Un modello di stile per garantire il servizio pubblico
“Credo che per fare del buon giornalismo si debba innanzitutto essere degli uomini buoni”
(da “Autoritratto di un reporter” di Ryszard Kapuciski – Feltrinelli, 2006 – pag. 19)
Sono stati già versati abbondantemente i canonici fiumi d’inchiostro, annacquato da lacrime altrettanto copiose e più o meno sincere, per aggiungere qui – su un giornale d’opinione, poco incline per sua natura agli elogi e agli encomi – un’altra commemorazione di Fabrizio Frizzi.
Lui, certamente, non avrebbe gradito. Ma le testimonianze di riconoscenza e di attaccamento che hanno accompagnato le esequie, con quelle diecimila persone in fila davanti ai cancelli della Rai per rendergli omaggio e la partecipazione popolare ai funerali, inducono in sua memoria a qualche ulteriore riflessione sul servizio pubblico radiotelevisivo. E in particolare, su due punti: il patrimonio umano e professionale di quest’azienda e il modello di stile e di comportamento che deve contraddistinguere la sua programmazione.
Frizzi, com’è noto, faceva intrattenimento. Lo faceva con garbo, compostezza, leggerezza. Come si conviene, appunto, a una televisione pubblica che trae la sua ragion d’essere da un contratto di servizio con lo Stato e la sua principale fonte di finanziamento dal canone d’abbonamento. Una tv per tutti, ricchi e poveri, colti e meno colti, destri e sinistri.
Ma il servizio pubblico non è evidentemente solo questo. Sir John Reith, il mitico fondatore della mitica Bbc inglese, elencava nell’ordine i suoi compiti istituzionali: informare, intrattenere, educare. E non c’è dubbio che il core business sia proprio l’informazione e non solo quella circoscritta ai notiziari dei telegiornali. Un’informazione pluralista, come mission della tv pubblica, senza dimenticare la radio pubblica che spesso supera in qualità la sorella maggiore.
C’è poi l’aspetto educativo, diciamolo pure senza ipocrisie, che riguarda entrambe le funzioni principali del servizio pubblico. Vale a dire un ruolo pedagogico, nel senso laico e civile del termine.
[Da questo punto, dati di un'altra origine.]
//! Waveline relay server library.
//!
//! Exposes the relay server for use in tests and embedding. The relay
//! accepts WebSocket connections, tracks room memberships, and fans out
//! chat, typing, status, and presence events between client sessions.

pub mod config;
pub mod relay;
pub mod rooms;
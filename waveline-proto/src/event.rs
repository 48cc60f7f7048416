//! Client and server event types for the relay wire protocol.
//!
//! Events travel as JSON text frames shaped `{"event": <name>, "data": <payload>}`
//! with kebab-case event names. Message and status payloads are routed by their
//! `conversation_id` and otherwise forwarded verbatim — unknown fields are
//! preserved through the flattened payload map. Typing and presence broadcasts
//! are constructed by the relay rather than forwarded.

use serde::{Deserialize, Serialize};
use serde_json::Value;

/// A conversation-scoped payload: routed by `conversation_id`, everything
/// else carried opaquely and forwarded verbatim.
#[derive(Debug, Clone, PartialEq, Serialize, Deserialize)]
pub struct ConversationEvent {
    /// Key of the conversation room this event is routed to.
    pub conversation_id: String,
    /// Remaining payload fields, preserved as-is.
    #[serde(flatten)]
    pub payload: serde_json::Map<String, Value>,
}

impl ConversationEvent {
    /// Creates an event with an empty payload.
    pub fn new(conversation_id: impl Into<String>) -> Self {
        Self {
            conversation_id: conversation_id.into(),
            payload: serde_json::Map::new(),
        }
    }

    /// Inserts a payload field, replacing any existing value under `key`.
    pub fn insert(&mut self, key: &str, value: Value) {
        self.payload.insert(key.to_string(), value);
    }

    /// Builder-style [`Self::insert`].
    #[must_use]
    pub fn with(mut self, key: &str, value: Value) -> Self {
        self.insert(key, value);
        self
    }

    /// Returns a payload field, if present.
    #[must_use]
    pub fn get(&self, key: &str) -> Option<&Value> {
        self.payload.get(key)
    }
}

/// A typing notification from a client.
#[derive(Debug, Clone, PartialEq, Eq, Serialize, Deserialize)]
pub struct TypingEvent {
    /// Conversation the user is typing in.
    pub conversation_id: String,
    /// The user who is typing.
    pub user_id: String,
}

/// The relay-built `user-typing` broadcast.
#[derive(Debug, Clone, PartialEq, Eq, Serialize, Deserialize)]
pub struct TypingBroadcast {
    /// Conversation the typing applies to.
    pub conversation_id: String,
    /// The user typing (or no longer typing).
    pub user_id: String,
    /// `true` on `typing-start`, `false` on `typing-stop`.
    pub is_typing: bool,
}

/// The relay-built `user-status-changed` broadcast.
#[derive(Debug, Clone, PartialEq, Eq, Serialize, Deserialize)]
pub struct PresenceBroadcast {
    /// The user whose presence changed.
    pub user_id: String,
    /// Whether the user is currently online.
    pub is_online: bool,
    /// RFC 3339 UTC timestamp stamped by the relay.
    pub last_seen: String,
}

/// Events a client sends to the relay.
#[derive(Debug, Clone, PartialEq, Serialize, Deserialize)]
#[serde(tag = "event", content = "data", rename_all = "kebab-case")]
pub enum ClientEvent {
    /// Join the room named by the user's phone number.
    JoinUserRoom(String),
    /// Join a conversation room by its key.
    JoinConversationRoom(String),
    /// Leave a conversation room by its key.
    LeaveConversationRoom(String),
    /// Broadcast a chat message to the conversation room.
    SendMessage(ConversationEvent),
    /// The user started typing in a conversation.
    TypingStart(TypingEvent),
    /// The user stopped typing in a conversation.
    TypingStop(TypingEvent),
    /// Broadcast a delivery/read status change to the conversation room.
    MessageStatusUpdate(ConversationEvent),
    /// Announce the user as online to every other connection.
    UserOnline(String),
}

/// Events the relay sends to clients.
#[derive(Debug, Clone, PartialEq, Serialize, Deserialize)]
#[serde(tag = "event", content = "data", rename_all = "kebab-case")]
pub enum ServerEvent {
    /// A chat message, forwarded verbatim from the sender.
    NewMessage(ConversationEvent),
    /// A typing state change in a conversation.
    UserTyping(TypingBroadcast),
    /// A delivery/read status change, forwarded verbatim from the sender.
    MessageStatusChanged(ConversationEvent),
    /// A user came online (or went offline).
    UserStatusChanged(PresenceBroadcast),
}
//! Conversation identity for two-party chats.
//!
//! The web client derives conversation room names by string concatenation at
//! each call site, which invites direction-dependent mismatches (user A and
//! user B computing different names for the same chat). [`ConversationKey`]
//! replaces that with one canonical derivation rule shared by every caller.

use serde::{Deserialize, Serialize};

/// Canonical identifier for a two-party conversation.
///
/// Derived from the participants' phone numbers ordered lexicographically
/// ascending and joined with `-`, so both sides always compute the same key:
/// `between("222", "111")` and `between("111", "222")` are equal.
///
/// The relay itself never derives keys — it routes on whatever key the client
/// declared. [`ConversationKey::from_raw`] wraps such a client-supplied key
/// verbatim.
#[derive(Debug, Clone, PartialEq, Eq, Hash, Serialize, Deserialize)]
#[serde(transparent)]
pub struct ConversationKey(String);

impl ConversationKey {
    /// Derives the canonical key for a conversation between two users.
    #[must_use]
    pub fn between(a: &str, b: &str) -> Self {
        if a <= b {
            Self(format!("{a}-{b}"))
        } else {
            Self(format!("{b}-{a}"))
        }
    }

    /// Wraps an already-derived key without re-deriving it.
    pub fn from_raw(raw: impl Into<String>) -> Self {
        Self(raw.into())
    }

    /// Returns the key as a string slice.
    #[must_use]
    pub fn as_str(&self) -> &str {
        &self.0
    }
}

impl AsRef<str> for ConversationKey {
    fn as_ref(&self) -> &str {
        &self.0
    }
}

impl std::fmt::Display for ConversationKey {
    fn fmt(&self, f: &mut std::fmt::Formatter<'_>) -> std::fmt::Result {
        write!(f, "{}", self.0)
    }
}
Un compito che va dall’educazione civica a quella culturale, da quella ambientale a quella stradale, da quella sanitaria a quella alimentare.
Nel genere televisivo dell’in t r at t en imento, Frizzi rappresentava un esempio di compostezza e di misura che resterà nella memoria della Rai e nel ricordo dei telespettatori. Non era certamente un modello esclusivo: appartiene a tanti altri professionisti dell’azienda e non esaurisce l’indispensabile varietà della sua comunicazione. Ma costituisce un punto di riferimento che resta valido anche per il futuro.
A maggior ragione questa regola si deve applicare a un’informazione necessariamente rigorosa, corretta e imparziale. E anche qui i buoni esempi non mancano: da Sergio Zavoli a Enzo Biagi, da Andrea Barbato a Giovanni Minoli e Piero Angela, da Angelo Guglielmi a Milena Gabanelli, quest’ultima bistrattata da una gestione miope e bigotta dell’azienda. Ma tanti altri, anche fra i giornalisti della radio pubblica, meriterebbero qui di essere citati.
Non si onorerebbe tuttavia la figura di Frizzi, se non ricordassimo – insieme alle sue doti e alle sue qualità – che la Rai vanta un patrimonio di professionalità, competenze ed esperienze che va riconosciuto e valorizzato. E se non individuassimo in quello stile di comportamento un codice replicabile, pur con tutte le articolazioni e le variazioni del caso, sia all’intrattenimento sia all’informazione. Ecco perché vale la pena salvaguardare il servizio pubblico, magari emendando i suoi limiti e i suoi difetti, come presidio inalienabile di pluralismo e democrazia.